■ Prompt
After reading the entries below, copy word for word the lines from the first through the line containing "or zstd) delegates", and stop there.

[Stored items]
======
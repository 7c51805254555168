//! The MessagePack streaming parser: feeds arbitrary byte chunks in and
//! yields zero or more fully-decoded messages out, without ever requiring a
//! whole message to arrive in one read.
//!
//! This is the component every streaming codec (identity or zstd) delegates
//! to once it has produced plain MessagePack bytes. See [`crate::codec`] for
//! the codecs that sit in front of it.

use bytes::Bytes;

use crate::buffer::Buffer;
use crate::error::{Error, Result};

/// Incremental decoder over a byte stream of concatenated MessagePack
/// values.
///
/// Resolves the open question of how `consumed()` and `parse_next()`
/// interact (see `DESIGN.md`) by having `parse_next(k)` always record `k` via
/// an internal `consumed(k)` call before attempting to parse, so callers
/// never need to choose between the two entry points themselves.
#[derive(Debug, Default)]
pub struct StreamingParser {
    buffer: Buffer,
    /// Bytes written into `buffer` so far that have not yet been handed to
    /// `get()`.
    consumed_len: usize,
    /// Length, in bytes, of the most recently fully-decoded value sitting at
    /// the front of `buffer`. Zero means "no decoded value waiting".
    parsed_len: usize,
}

impl StreamingParser {
    pub fn new() -> Self {
        Self::default()
    }

    /// Ensure the buffer has room for `n` more bytes past what has already
    /// been written, and return that span to write into.
    pub fn prepare_buffer(&mut self, n: usize) -> &mut [u8] {
        self.buffer.prepare_region(self.consumed_len, n)
    }

    /// Record that the caller wrote `k` bytes into the span from
    /// `prepare_buffer`, without attempting to parse them yet.
    pub fn consumed(&mut self, k: usize) {
        self.consumed_len += k;
    }

    /// Record `k` written bytes (as `consumed` does) and then attempt to
    /// decode one MessagePack value from the front of the buffer.
    ///
    /// Returns `Ok(true)` if a complete value is now available via `get()`.
    /// Returns `Ok(false)` on insufficient bytes, preserving all state so a
    /// later call with more data picks up where this one left off. A
    /// malformed leading byte is a `ParseError`, not insufficient bytes.
    pub fn parse_next(&mut self, k: usize) -> Result<bool> {
        self.consumed(k);

        if self.parsed_len > 0 {
            // A previously decoded value hasn't been collected via get() yet.
            return Ok(true);
        }

        let window = &self.buffer.data()[..self.consumed_len];
        let mut cursor = window;
        let starting_len = cursor.len();

        match rmpv::decode::read_value_ref(&mut cursor) {
            Ok(_) => {
                self.parsed_len = starting_len - cursor.len();
                Ok(true)
            }
            Err(err) if is_insufficient_data(&err) => Ok(false),
            Err(err) => Err(Error::parse_error_with_data(
                err.to_string(),
                Bytes::copy_from_slice(window),
            )),
        }
    }

    /// Collect the value `parse_next` most recently confirmed as complete,
    /// removing it from the buffer. Panics if called without a prior
    /// `parse_next` returning `true`: callers are expected to check the
    /// return value first, matching the contract `get()` documents in the
    /// framing layer above.
    pub fn get(&mut self) -> Bytes {
        assert!(self.parsed_len > 0, "get() called with nothing parsed");
        let bytes = Bytes::copy_from_slice(&self.buffer.data()[..self.parsed_len]);
        self.buffer.consume(self.parsed_len);
        self.consumed_len -= self.parsed_len;
        self.parsed_len = 0;
        bytes
    }
}

fn is_insufficient_data(err: &rmpv::decode::Error) -> bool {
    use std::io::ErrorKind;
    match err {
        rmpv::decode::Error::InvalidMarkerRead(e) | rmpv::decode::Error::InvalidDataRead(e) => {
            e.kind() == ErrorKind::UnexpectedEof
        }
        _ => false,
    }
}

#[cfg(test)]
mod tests {
    use super::*;
    use crate::message::pack_request;
    use rmpv::Value;

    fn feed(parser: &mut StreamingParser, bytes: &[u8]) {
        let region = parser.prepare_buffer(bytes.len());
        region.copy_from_slice(bytes);
    }

    #[test]
    fn parses_a_whole_message_delivered_at_once() {
        let msg = pack_request(1, "echo", vec![Value::from("abc")]);
        let mut parser = StreamingParser::new();
        feed(&mut parser, &msg);
        assert!(parser.parse_next(msg.len()).unwrap());
        assert_eq!(parser.get(), msg);
    }

    #[test]
    fn reports_insufficient_bytes_without_losing_state() {
        let msg = pack_request(1, "echo", vec![Value::from("abc")]);
        let mut parser = StreamingParser::new();
        feed(&mut parser, &msg[..msg.len() - 1]);
        assert!(!parser.parse_next(msg.len() - 1).unwrap());

        feed(&mut parser, &msg[msg.len() - 1..]);
        assert!(parser.parse_next(1).unwrap());
        assert_eq!(parser.get(), msg);
    }

    #[test]
    fn recovers_two_messages_from_one_chunk() {
        let a = pack_request(1, "echo", vec![Value::from("a")]);
        let b = pack_request(2, "echo", vec![Value::from("b")]);
        let mut combined = Vec::new();
        combined.extend_from_slice(&a);
        combined.extend_from_slice(&b);

        let mut parser = StreamingParser::new();
        feed(&mut parser, &combined);
        assert!(parser.parse_next(combined.len()).unwrap());
        assert_eq!(parser.get(), a);

        // second message must be re-requested with parse_next(0)
        assert!(parser.parse_next(0).unwrap());
        assert_eq!(parser.get(), b);
    }

    #[test]
    fn parse_next_zero_tries_whatever_is_already_buffered() {
        let mut parser = StreamingParser::new();
        assert!(!parser.parse_next(0).unwrap());
    }

    #[test]
    fn malformed_leading_byte_is_a_parse_error() {
        let mut parser = StreamingParser::new();
        // 0xc1 is a reserved/never-used MessagePack marker.
        feed(&mut parser, &[0xc1]);
        assert!(matches!(
            parser.parse_next(1),
            Err(Error::ParseError { .. })
        ));
    }
}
======
■ Answer below
repository 7c51805254555168
//! The MessagePack streaming parser: feeds arbitrary byte chunks in and
//! yields zero or more fully-decoded messages out, without ever requiring a
//! whole message to arrive in one read.
//!
//! This is the component every streaming codec (identity or zstd) delegates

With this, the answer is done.